:: Instructions to follow ::
Write out the data below exactly, from its first line to the line containing "use serde_json::Value;", that line included.

:: Material for the task ::
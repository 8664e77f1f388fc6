#![forbid(unsafe_code)]

use crate::server::{ApiResponse, HttpRequest, bad_request, forbidden, internal_error, not_found};
use om_core::email::is_valid_email;
use om_core::status::{Priority, ProjectStatus};
use om_storage::{ProjectUpdate, SqliteStore, StoreError, UserRow};
use serde_json::Value;

pub(crate) fn update(
    store: &mut SqliteStore,
    user: &UserRow,
    id: &str,
    request: &HttpRequest,
) -> ApiResponse {
    let project = match store.project_by_id(id) {
        Ok(Some(project)) => project,
        Ok(None) => return not_found("Projet non trouvé"),
        Err(err) => return internal_error(err),
    };
    if !super::can_edit_project(user, &project) {
        return forbidden("Permissions insuffisantes pour modifier ce projet");
    }
    let body = match crate::parse_json_body(&request.body) {
        Ok(body) => body,
        Err(resp) => return resp,
    };

    let mut changes = ProjectUpdate::default();
    if body.contains_key("title") {
        changes.title = match crate::require_string(
            &body,
            "title",
            3,
            "Le titre doit contenir au moins 3 caractères",
        ) {
            Ok(value) => Some(value),
            Err(resp) => return resp,
        };
    }
    if body.contains_key("description") {
        changes.description = match crate::require_string(
            &body,
            "description",
            10,
            "La description doit contenir au moins 10 caractères",
        ) {
            Ok(value) => Some(value),
            Err(resp) => return resp,
        };
    }
    if let Some(budget) = crate::optional_f64(&body, "budget") {
        if budget < 0.0 {
            return bad_request("Le budget doit être positif");
        }
        changes.budget = Some(budget);
    }
    if let Some(hours) = crate::optional_f64(&body, "estimatedHours") {
        if hours < 1.0 {
            return bad_request("Les heures estimées doivent être supérieures à 0");
        }
        changes.estimated_hours = Some(hours);
    }
    if let Some(hours) = crate::optional_f64(&body, "actualHours") {
        if hours < 0.0 {
            return bad_request("Les heures réelles doivent être positives");
        }
        changes.actual_hours = Some(hours);
    }
    if let Some(value) = body.get("status").and_then(Value::as_str) {
        match ProjectStatus::parse(value) {
            Some(status) => changes.status = Some(status.as_str().to_string()),
            None => return bad_request("Statut invalide"),
        }
    }
    if let Some(value) = body.get("priority").and_then(Value::as_str) {
        match Priority::parse(value) {
            Some(priority) => changes.priority = Some(priority.as_str().to_string()),
            None => return bad_request("Priorité invalide"),
        }
    }
    changes.start_ms = match crate::optional_date(&body, "startDate", "Date de début invalide") {
        Ok(value) => value,
        Err(resp) => return resp,
    };
    changes.end_ms = match crate::optional_date(&body, "endDate", "Date de fin invalide") {
        Ok(value) => value,
        Err(resp) => return resp,
    };
    changes.deadline_ms = match crate::optional_date(&body, "deadline", "Date limite invalide") {
        Ok(value) => value,
        Err(resp) => return resp,
    };
    changes.client_name = crate::optional_string(&body, "clientName");
    if let Some(email) = crate::optional_string(&body, "clientEmail") {
        if !is_valid_email(&email) {
            return bad_request("Email client invalide");
        }
        changes.client_email = Some(email);
    }
    changes.client_phone = crate::optional_string(&body, "clientPhone");
    if let Some(manager_id) = crate::optional_string(&body, "managerId") {
        match store.user_by_id(&manager_id) {
            Ok(Some(_)) => changes.manager_id = Some(manager_id),
            Ok(None) => return not_found("Utilisateur non trouvé"),
            Err(err) => return internal_error(err),
        }
    }

    let updated = match store.update_project(id, changes) {
        Ok(project) => project,
        Err(StoreError::UnknownId) => return not_found("Projet non trouvé"),
        Err(err) => return internal_error(err),
    };
    match super::project_with_parties_json(store, &updated) {
        Ok(payload) => ("200 OK", payload),
        Err(resp) => resp,
    }
}
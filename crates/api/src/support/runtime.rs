#![forbid(unsafe_code)]

use std::path::PathBuf;

pub(crate) fn parse_storage_dir() -> PathBuf {
    let mut args = std::env::args().skip(1);
    let mut storage_dir: Option<PathBuf> = None;
    while let Some(arg) = args.next() {
        if arg.as_str() == "--storage-dir"
            && let Some(value) = args.next()
        {
            storage_dir = Some(PathBuf::from(value));
        }
    }
    if let Some(dir) = storage_dir {
        return dir;
    }
    if let Some(dir) = std::env::var_os("OM_STORAGE_DIR") {
        return PathBuf::from(dir);
    }
    PathBuf::from("./om-data")
}

pub(crate) fn parse_port() -> u16 {
    let mut args = std::env::args().skip(1);
    let mut cli: Option<String> = None;
    while let Some(arg) = args.next() {
        if arg.as_str() == "--port"
            && let Some(value) = args.next()
        {
            cli = Some(value);
        }
    }
    let value = cli.or_else(|| std::env::var("OM_PORT").ok());
    value
        .and_then(|v| v.trim().parse::<u16>().ok())
        .unwrap_or(crate::DEFAULT_PORT)
}

pub(crate) fn parse_seed_flag() -> bool {
    std::env::args().skip(1).any(|arg| arg.as_str() == "--seed")
}
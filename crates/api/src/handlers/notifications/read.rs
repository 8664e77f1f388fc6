#![forbid(unsafe_code)]

use crate::server::{ApiResponse, forbidden, internal_error, not_found};
use om_storage::{SqliteStore, StoreError, UserRow};
use serde_json::json;

pub(crate) fn read(store: &mut SqliteStore, user: &UserRow, id: &str) -> ApiResponse {
    let notification = match store.notification_by_id(id) {
        Ok(Some(notification)) => notification,
        Ok(None) => return not_found("Notification non trouvée"),
        Err(err) => return internal_error(err),
    };
    if notification.user_id != user.id {
        return forbidden("Accès non autorisé à cette notification");
    }
    if notification.is_read {
        return (
            "200 OK",
            json!({"message": "Notification déjà marquée comme lue"}),
        );
    }

    let updated = match store.mark_notification_read(id) {
        Ok(updated) => updated,
        Err(StoreError::UnknownId) => return not_found("Notification non trouvée"),
        Err(err) => return internal_error(err),
    };
    (
        "200 OK",
        json!({
            "notification": crate::notification_json(&updated),
            "message": "Notification marquée comme lue",
        }),
    )
}
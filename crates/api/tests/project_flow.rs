#![forbid(unsafe_code)]

mod support;

use serde_json::json;
use support::{Server, assert_api_error};

#[test]
fn create_detail_update_round_trip() {
    let server = Server::start("project_round_trip");
    let director = server.bootstrap_director();

    let (status, body) = server.post(
        "/api/projects",
        Some(&director),
        json!({
            "title": "Refonte du site de la coopérative",
            "description": "Nouvelle identité visuelle et site statique pour la coopérative.",
            "budget": 1200000.0,
            "estimatedHours": 120.0,
            "priority": "HAUTE",
            "clientName": "Coopérative du Littoral",
        }),
    );
    assert_eq!(status, 201, "create: {body}");
    assert_eq!(body["id"], "PRJ-001");
    assert_eq!(body["status"], "A_FAIRE");
    assert_eq!(body["priority"], "HAUTE");
    assert_eq!(body["budget"], 1200000.0);
    assert_eq!(body["budgetUsed"], 0.0);
    assert_eq!(body["actualHours"], 0.0);
    assert_eq!(body["isActive"], true);
    assert_eq!(body["creator"]["firstName"], "Paule");
    assert!(body["manager"].is_null());
    assert!(body["startDate"].is_null());

    let (status, body) = server.get("/api/projects/PRJ-001", Some(&director));
    assert_eq!(status, 200, "detail: {body}");
    assert_eq!(body["clientName"], "Coopérative du Littoral");
    assert_eq!(body["tasks"].as_array().map(Vec::len), Some(0));
    assert_eq!(body["transactions"].as_array().map(Vec::len), Some(0));
    assert_eq!(body["counts"]["tasks"], 0);
    assert_eq!(body["counts"]["transactions"], 0);

    let (status, body) = server.put(
        "/api/projects/PRJ-001",
        Some(&director),
        json!({ "title": "Refonte complète du site", "status": "EN_COURS" }),
    );
    assert_eq!(status, 200, "update: {body}");
    assert_eq!(body["title"], "Refonte complète du site");
    assert_eq!(body["status"], "EN_COURS");

    let (status, body) = server.put(
        "/api/projects/PRJ-001",
        Some(&director),
        json!({ "status": "PAUSE" }),
    );
    assert_api_error(status, &body, 400, "Statut invalide");

    let (status, body) = server.get("/api/projects/PRJ-404", Some(&director));
    assert_api_error(status, &body, 404, "Projet non trouvé");
}

#[test]
fn create_validations() {
    let server = Server::start("project_create_validations");
    let director = server.bootstrap_director();

    let base = json!({
        "title": "Campagne de lancement",
        "description": "Campagne réseaux sociaux sur six semaines.",
        "budget": 400000.0,
        "estimatedHours": 60.0,
    });

    let mut short_title = base.clone();
    short_title["title"] = json!("Ab");
    let (status, body) = server.post("/api/projects", Some(&director), short_title);
    assert_api_error(status, &body, 400, "Le titre doit contenir au moins 3 caractères");

    let mut short_description = base.clone();
    short_description["description"] = json!("trop court");
    let (status, body) = server.post("/api/projects", Some(&director), short_description);
    assert_eq!(status, 201, "ten chars is enough: {body}");

    let mut tiny_description = base.clone();
    tiny_description["description"] = json!("court");
    let (status, body) = server.post("/api/projects", Some(&director), tiny_description);
    assert_api_error(
        status,
        &body,
        400,
        "La description doit contenir au moins 10 caractères",
    );

    let mut negative_budget = base.clone();
    negative_budget["budget"] = json!(-1.0);
    let (status, body) = server.post("/api/projects", Some(&director), negative_budget);
    assert_api_error(status, &body, 400, "Le budget doit être positif");

    let mut zero_hours = base.clone();
    zero_hours["estimatedHours"] = json!(0.0);
    let (status, body) = server.post("/api/projects", Some(&director), zero_hours);
    assert_api_error(
        status,
        &body,
        400,
        "Les heures estimées doivent être supérieures à 0",
    );

    let mut bad_client_email = base.clone();
    bad_client_email["clientEmail"] = json!("pas-un-email");
    let (status, body) = server.post("/api/projects", Some(&director), bad_client_email);
    assert_api_error(status, &body, 400, "Email client invalide");

    let mut bad_deadline = base.clone();
    bad_deadline["deadline"] = json!("hier");
    let (status, body) = server.post("/api/projects", Some(&director), bad_deadline);
    assert_api_error(status, &body, 400, "Date limite invalide");

    let mut ghost_manager = base.clone();
    ghost_manager["managerId"] = json!("USR-999");
    let (status, body) = server.post("/api/projects", Some(&director), ghost_manager);
    assert_api_error(status, &body, 404, "Utilisateur non trouvé");
}

#[test]
fn list_scopes_to_involved_users() {
    let server = Server::start("project_list_scope");
    let director = server.bootstrap_director();
    let (consultant, consultant_user, _) =
        server.bootstrap_consultant("brice@atelier.test", 40000.0);

    for (title, description) in [
        ("Portail de réservation", "Réservation en ligne pour le centre culturel."),
        ("Application de caisse", "Caisse tactile pour les restaurants partenaires."),
        ("Audit de sécurité", "Revue complète de l'infrastructure du client."),
    ] {
        let (status, _) = server.post(
            "/api/projects",
            Some(&director),
            json!({
                "title": title,
                "description": description,
                "budget": 900000.0,
                "estimatedHours": 80.0,
            }),
        );
        assert_eq!(status, 201);
    }

    let (status, body) = server.get("/api/projects", Some(&director));
    assert_eq!(status, 200);
    assert_eq!(body["pagination"]["total"], 3);
    assert_eq!(body["projects"].as_array().map(Vec::len), Some(3));

    // Not involved anywhere yet.
    let (status, body) = server.get("/api/projects", Some(&consultant));
    assert_eq!(status, 200);
    assert_eq!(body["pagination"]["total"], 0);

    let (status, _) = server.post(
        "/api/projects/PRJ-002/tasks",
        Some(&director),
        json!({
            "title": "Écran d'encaissement",
            "description": "Premier lot de l'application.",
            "estimatedHours": 12.0,
            "assignedUserId": consultant_user,
        }),
    );
    assert_eq!(status, 201);

    let (status, body) = server.get("/api/projects", Some(&consultant));
    assert_eq!(status, 200);
    assert_eq!(body["pagination"]["total"], 1);
    assert_eq!(body["projects"][0]["id"], "PRJ-002");
    assert_eq!(body["projects"][0]["counts"]["tasks"], 1);
    assert_eq!(
        body["projects"][0]["tasks"][0]["assignee"]["firstName"],
        "Brice"
    );

    let (status, body) = server.get("/api/projects?search=caisse", Some(&director));
    assert_eq!(status, 200);
    assert_eq!(body["pagination"]["total"], 1);
    assert_eq!(body["projects"][0]["title"], "Application de caisse");

    let (status, body) = server.get("/api/projects?status=TERMINE", Some(&director));
    assert_eq!(status, 200);
    assert_eq!(body["pagination"]["total"], 0);

    let (status, body) = server.get("/api/projects?limit=2&page=2", Some(&director));
    assert_eq!(status, 200);
    assert_eq!(body["projects"].as_array().map(Vec::len), Some(1));
    assert_eq!(body["pagination"]["pages"], 2);
    assert_eq!(body["pagination"]["page"], 2);
}

#[test]
fn manager_assignment_notifies_and_grants_edit() {
    let server = Server::start("project_manager");
    let director = server.bootstrap_director();
    let (consultant, consultant_user, _) =
        server.bootstrap_consultant("brice@atelier.test", 40000.0);

    let (status, body) = server.post(
        "/api/projects",
        Some(&director),
        json!({
            "title": "Portail des adhérents",
            "description": "Espace membre avec paiement des cotisations.",
            "budget": 2000000.0,
            "estimatedHours": 200.0,
            "managerId": consultant_user,
        }),
    );
    assert_eq!(status, 201, "create: {body}");
    assert_eq!(body["manager"]["firstName"], "Brice");
    let project_id = body["id"].as_str().expect("project id").to_string();

    let (status, body) = server.get("/api/notifications", Some(&consultant));
    assert_eq!(status, 200);
    assert_eq!(body["unreadCount"], 1);
    assert_eq!(body["notifications"][0]["title"], "Nouveau projet assigné");
    assert_eq!(
        body["notifications"][0]["message"],
        "Vous avez été assigné comme manager du projet \"Portail des adhérents\""
    );
    assert_eq!(body["notifications"][0]["entityType"], "project");

    // The manager can edit without being the creator.
    let (status, body) = server.put(
        &format!("/api/projects/{project_id}"),
        Some(&consultant),
        json!({ "status": "EN_COURS" }),
    );
    assert_eq!(status, 200, "manager update: {body}");
    assert_eq!(body["status"], "EN_COURS");
}

#[test]
fn budget_change_books_a_ledger_entry() {
    let server = Server::start("project_budget");
    let director = server.bootstrap_director();
    let (consultant, _, _) = server.bootstrap_consultant("brice@atelier.test", 40000.0);

    let (status, body) = server.post(
        "/api/projects",
        Some(&director),
        json!({
            "title": "Boutique en ligne",
            "description": "Catalogue et paiement mobile pour la boutique.",
            "budget": 500000.0,
            "estimatedHours": 60.0,
        }),
    );
    assert_eq!(status, 201);
    let project_id = body["id"].as_str().expect("project id").to_string();

    let (status, body) = server.put(
        &format!("/api/projects/{project_id}/budget"),
        Some(&director),
        json!({ "budget": 800000.0, "reason": "avenant signé" }),
    );
    assert_eq!(status, 200, "budget increase: {body}");
    assert_eq!(body["project"]["budget"], 800000.0);
    assert_eq!(body["transaction"]["type"], "ENTREE");
    assert_eq!(body["transaction"]["category"], "REVENUS_PROJET");
    assert_eq!(body["transaction"]["amount"], 300000.0);
    assert_eq!(
        body["transaction"]["description"],
        "Modification budget projet: Boutique en ligne - avenant signé"
    );

    let (status, body) = server.put(
        &format!("/api/projects/{project_id}/budget"),
        Some(&director),
        json!({ "budget": 700000.0 }),
    );
    assert_eq!(status, 200, "budget decrease: {body}");
    assert_eq!(body["transaction"]["type"], "SORTIE");
    assert_eq!(body["transaction"]["amount"], 100000.0);
    assert_eq!(
        body["transaction"]["description"],
        "Modification budget projet: Boutique en ligne"
    );

    let (status, body) = server.put(
        &format!("/api/projects/{project_id}/budget"),
        Some(&director),
        json!({ "budget": 700000.0 }),
    );
    assert_eq!(status, 200, "unchanged budget: {body}");
    assert!(body["transaction"].is_null());

    let (status, body) = server.put(
        &format!("/api/projects/{project_id}/budget"),
        Some(&consultant),
        json!({ "budget": 1.0 }),
    );
    assert_api_error(
        status,
        &body,
        403,
        "Permissions insuffisantes pour modifier ce projet",
    );
}

#[test]
fn delete_archives_when_tasks_exist() {
    let server = Server::start("project_delete");
    let director = server.bootstrap_director();
    let (consultant, _, _) = server.bootstrap_consultant("brice@atelier.test", 40000.0);

    let (status, body) = server.post(
        "/api/projects",
        Some(&director),
        json!({
            "title": "Prototype jetable",
            "description": "Maquette de démonstration pour le salon.",
            "budget": 100000.0,
            "estimatedHours": 10.0,
        }),
    );
    assert_eq!(status, 201);
    let empty_id = body["id"].as_str().expect("id").to_string();

    let (status, body) = server.delete(&format!("/api/projects/{empty_id}"), Some(&director));
    assert_eq!(status, 200);
    assert_eq!(body["message"], "Projet supprimé avec succès");
    let (status, _) = server.get(&format!("/api/projects/{empty_id}"), Some(&director));
    assert_eq!(status, 404);

    let (status, body) = server.post(
        "/api/projects",
        Some(&director),
        json!({
            "title": "Chantier livré",
            "description": "Projet livré dont l'historique doit rester.",
            "budget": 600000.0,
            "estimatedHours": 50.0,
        }),
    );
    assert_eq!(status, 201);
    let kept_id = body["id"].as_str().expect("id").to_string();
    let (status, _) = server.post(
        &format!("/api/projects/{kept_id}/tasks"),
        Some(&director),
        json!({
            "title": "Lot unique",
            "description": "Travail déjà réalisé.",
            "estimatedHours": 8.0,
        }),
    );
    assert_eq!(status, 201);

    let (status, body) = server.delete(&format!("/api/projects/{kept_id}"), Some(&director));
    assert_eq!(status, 200);
    assert_eq!(body["message"], "Projet archivé avec succès");

    let (status, body) = server.get(&format!("/api/projects/{kept_id}"), Some(&director));
    assert_eq!(status, 200, "archived detail stays readable: {body}");
    assert_eq!(body["isActive"], false);

    let (status, body) = server.get("/api/projects", Some(&director));
    assert_eq!(status, 200);
    assert_eq!(body["pagination"]["total"], 0, "archived projects leave the list");

    let (status, body) = server.delete(&format!("/api/projects/{kept_id}"), Some(&consultant));
    assert_api_error(status, &body, 403, "Permissions insuffisantes");
}

#[test]
fn nested_task_creation_respects_the_budget() {
    let server = Server::start("project_task_budget");
    let director = server.bootstrap_director();

    let (status, body) = server.post(
        "/api/projects",
        Some(&director),
        json!({
            "title": "Enveloppe serrée",
            "description": "Le budget des tâches ne doit jamais dépasser l'enveloppe.",
            "budget": 100000.0,
            "estimatedHours": 30.0,
        }),
    );
    assert_eq!(status, 201);
    let project_id = body["id"].as_str().expect("id").to_string();

    let (status, body) = server.post(
        &format!("/api/projects/{project_id}/tasks"),
        Some(&director),
        json!({
            "title": "Premier lot",
            "description": "Consomme presque tout.",
            "estimatedHours": 10.0,
            "budget": 80000.0,
        }),
    );
    assert_eq!(status, 201, "first task: {body}");
    assert_eq!(body["position"], 0);
    assert!(body["assignee"].is_null());

    let (status, body) = server.post(
        &format!("/api/projects/{project_id}/tasks"),
        Some(&director),
        json!({
            "title": "Second lot",
            "description": "Demande plus que le reste.",
            "estimatedHours": 10.0,
            "budget": 50000.0,
        }),
    );
    assert_api_error(status, &body, 400, "Budget insuffisant pour cette tâche");
    assert_eq!(body["error"]["recovery"], "Budget restant: 20 000 FCFA");

    let (status, body) = server.get(&format!("/api/projects/{project_id}"), Some(&director));
    assert_eq!(status, 200);
    assert_eq!(body["budgetUsed"], 80000.0);

    let (status, body) = server.get(&format!("/api/projects/{project_id}/tasks"), Some(&director));
    assert_eq!(status, 200);
    assert_eq!(body.as_array().map(Vec::len), Some(1));
    assert_eq!(body[0]["title"], "Premier lot");

    let (status, body) = server.post(
        "/api/projects/PRJ-404/tasks",
        Some(&director),
        json!({
            "title": "Nulle part",
            "description": "Le projet n'existe pas.",
            "estimatedHours": 5.0,
        }),
    );
    assert_api_error(status, &body, 404, "Projet non trouvé");
}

:: Problem solution ::
repository 8664e77f1f388fc6
#![forbid(unsafe_code)]

use crate::server::{ApiResponse, HttpRequest, bad_request, forbidden, internal_error, not_found};
use om_core::email::is_valid_email;
use om_core::status::{Priority, ProjectStatus};
use om_storage::{ProjectUpdate, SqliteStore, StoreError, UserRow};
use serde_json::Value;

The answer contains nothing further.